Prenons pour exemple la branche de l’assurance de protection juridique. L’article L.127–1 du Code des assurances définit l’assurance de protection juridique comme « toute opération consistant, moyennant le paiement d’une prime ou d’une cotisation préalablement convenue, à prendre en charge des frais de procédure ou à fournir des services découlant de la couverture d’assurance, en cas de différend ou de litige opposant l’assuré à un tiers […] ».

  

Il s’agit donc de la prise en charge de frais de procédure et de la fourniture de services juridiques en cas de litige. Contrairement à l’assurance en responsabilité civile, elle ne couvre pas les dommages causés par la personne assurée. La prise en charge des frais mentionnées à l’article 700 du Code de procédure civile, elle, dépend du contrat.

 

L’assurance de protection juridique est un marché d’une valeur d’un milliard d’euros. Or, les coûts de procédure dont elle répond peuvent être très élevés en comparaison avec le prix auquel l’assurance est proposée (d’après Roselyne Poznanski et Les Dossiers de l’Epargne, ils sont généralement de moins de 200 euros par an contre un plafond de prise en charge moyen par sinistre de 25 422 euros dont jusqu’à 1 503 euros de prise en charge des honoraires d’avocat dans le cadre d’un litige devant une Cour d’appel, en ce qui concerne les particuliers, les plafonds étant légèrement différents pour les clients professionnels).

 

L’article L. 127–2–3 du Code des assurances dispose que « l’assuré doit être assisté ou représenté par un avocat lorsque son assureur ou lui-même est informé de ce que la partie adverse est défendue dans les mêmes conditions. » tandis que l’article L. 127–3 du même code précise que « l’assureur ne peut proposer le nom d’un avocat à l’assuré sans demande écrite de sa part ». Ces textes laissant aux assureurs peu de contrôle et de prévisibilité sur les frais auxquels ils risquent de faire face en cas de litige, les assurances de protection juridique ont plafonné et sous-plafonné les coûts de procédure couverts.

 

Comment favoriser la résolution amiable des litiges ?
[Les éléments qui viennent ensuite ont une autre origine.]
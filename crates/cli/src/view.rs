use tabled::Tabled;
use tilescope_api::{Layer, TileMatrix};

/// Placeholder for absent values in tables and detail views.
pub const NONE: &str = "-";

#[derive(Tabled)]
pub struct LayerRow {
    #[tabled(rename = "Identifier")]
    pub identifier: String,
    #[tabled(rename = "Title")]
    pub title: String,
    #[tabled(rename = "Formats")]
    pub formats: String,
    #[tabled(rename = "Tile Matrix Sets")]
    pub tile_matrix_sets: String,
}

impl LayerRow {
    pub fn from_layer(layer: &Layer) -> Self {
        Self {
            identifier: layer.identifier.clone().unwrap_or_else(|| NONE.to_string()),
            title: layer.title.clone(),
            formats: join_or_none(layer.formats.iter().map(String::as_str)),
            tile_matrix_sets: join_or_none(layer.tile_matrix_set_ids()),
        }
    }
}

#[derive(Tabled)]
pub struct TileMatrixRow {
    #[tabled(rename = "Identifier")]
    pub identifier: String,
    #[tabled(rename = "Scale Denominator")]
    pub scale_denominator: String,
    #[tabled(rename = "Tile Size")]
    pub tile_size: String,
    #[tabled(rename = "Matrix Size")]
    pub matrix_size: String,
    #[tabled(rename = "Top Left")]
    pub top_left: String,
}

impl TileMatrixRow {
    pub fn from_matrix(matrix: &TileMatrix) -> Self {
        Self {
            identifier: matrix.identifier.clone(),
            scale_denominator: format!("{:.4}", matrix.scale_denominator),
            tile_size: format!("{}x{}", matrix.tile_width, matrix.tile_height),
            matrix_size: format!("{}x{}", matrix.matrix_width, matrix.matrix_height),
            top_left: matrix.top_left_corner.clone(),
        }
    }
}

pub fn join_or_none<'a>(values: impl Iterator<Item = &'a str>) -> String {
    let joined = values.collect::<Vec<_>>().join(", ");
    if joined.is_empty() {
        NONE.to_string()
    } else {
        joined
    }
}

pub fn or_none(value: Option<&str>) -> &str {
    value.unwrap_or(NONE)
}
use crate::view::{TileMatrixRow, or_none};
use std::sync::Arc;
use tabled::Table;
use tilescope_api::CapabilitiesService;

pub async fn show(
    service: Arc<dyn CapabilitiesService>,
    source: String,
    identifier: String,
    json: bool,
) -> Result<(), Box<dyn std::error::Error>> {
    let doc = service.fetch_capabilities(&source).await?;

    let Some(set) = doc.find_tile_matrix(&identifier) else {
        return Err(format!("Tile matrix set '{}' not found in {}", identifier, source).into());
    };

    if json {
        println!("{}", serde_json::to_string_pretty(set)?);
        return Ok(());
    }

    println!("Identifier:     {}", set.identifier);
    println!("Title:          {}", or_none(set.title.as_deref()));
    println!("Supported CRS:  {}", or_none(set.supported_crs.as_deref()));
    println!("Scale Set:      {}", or_none(set.well_known_scale_set.as_deref()));

    let rows: Vec<TileMatrixRow> = set.tile_matrices.iter().map(TileMatrixRow::from_matrix).collect();
    if rows.is_empty() {
        println!("No tile matrices declared.");
    } else {
        println!("{}", Table::new(rows));
    }
    Ok(())
}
Ce système implique également un très fort intérêt pour les assureurs à promouvoir le règlement de conflits à l’amiable. Les coûts de procédure engendrés par une résolution de conflit à l’amiable sont en effet bien inférieurs à ceux engendrés par une procédure judiciaire qui s’éternise (Craig A. McEwen, Ohio State Journal on Dispute Resolution).

 

« Si la durée moyenne de traitement en justice d’un litige est de deux ans, on la réduit à six mois à l’amiable » ,  Marie-Hélène Reynal, La protection juridique plaide sa cause, L’argus de l’assurance, 2014.

 

Il y a donc des gains de temps et d’argent considérables à obtenir en dé-judiciarisant les litiges.

 

Selon Maître Bernard Cerveau, les assureurs en protection juridique règlent ainsi en général à l’amiable plus de 75% des litiges qui leur sont déclarés.

 

L’étude « protection juridique  - guide 2017 » des Dossiers de l’Epargne, elle, parle d’un taux de résolution en phase amiable « de près de 80% des litiges ».

 
Schéma des économies réalisées grâce à la déjudiciarisation

 

Cet exemple illustre bien les motivations qui poussent les assureurs à continuellement chercher à augmenter la proportion de litiges réglés en phase amiable.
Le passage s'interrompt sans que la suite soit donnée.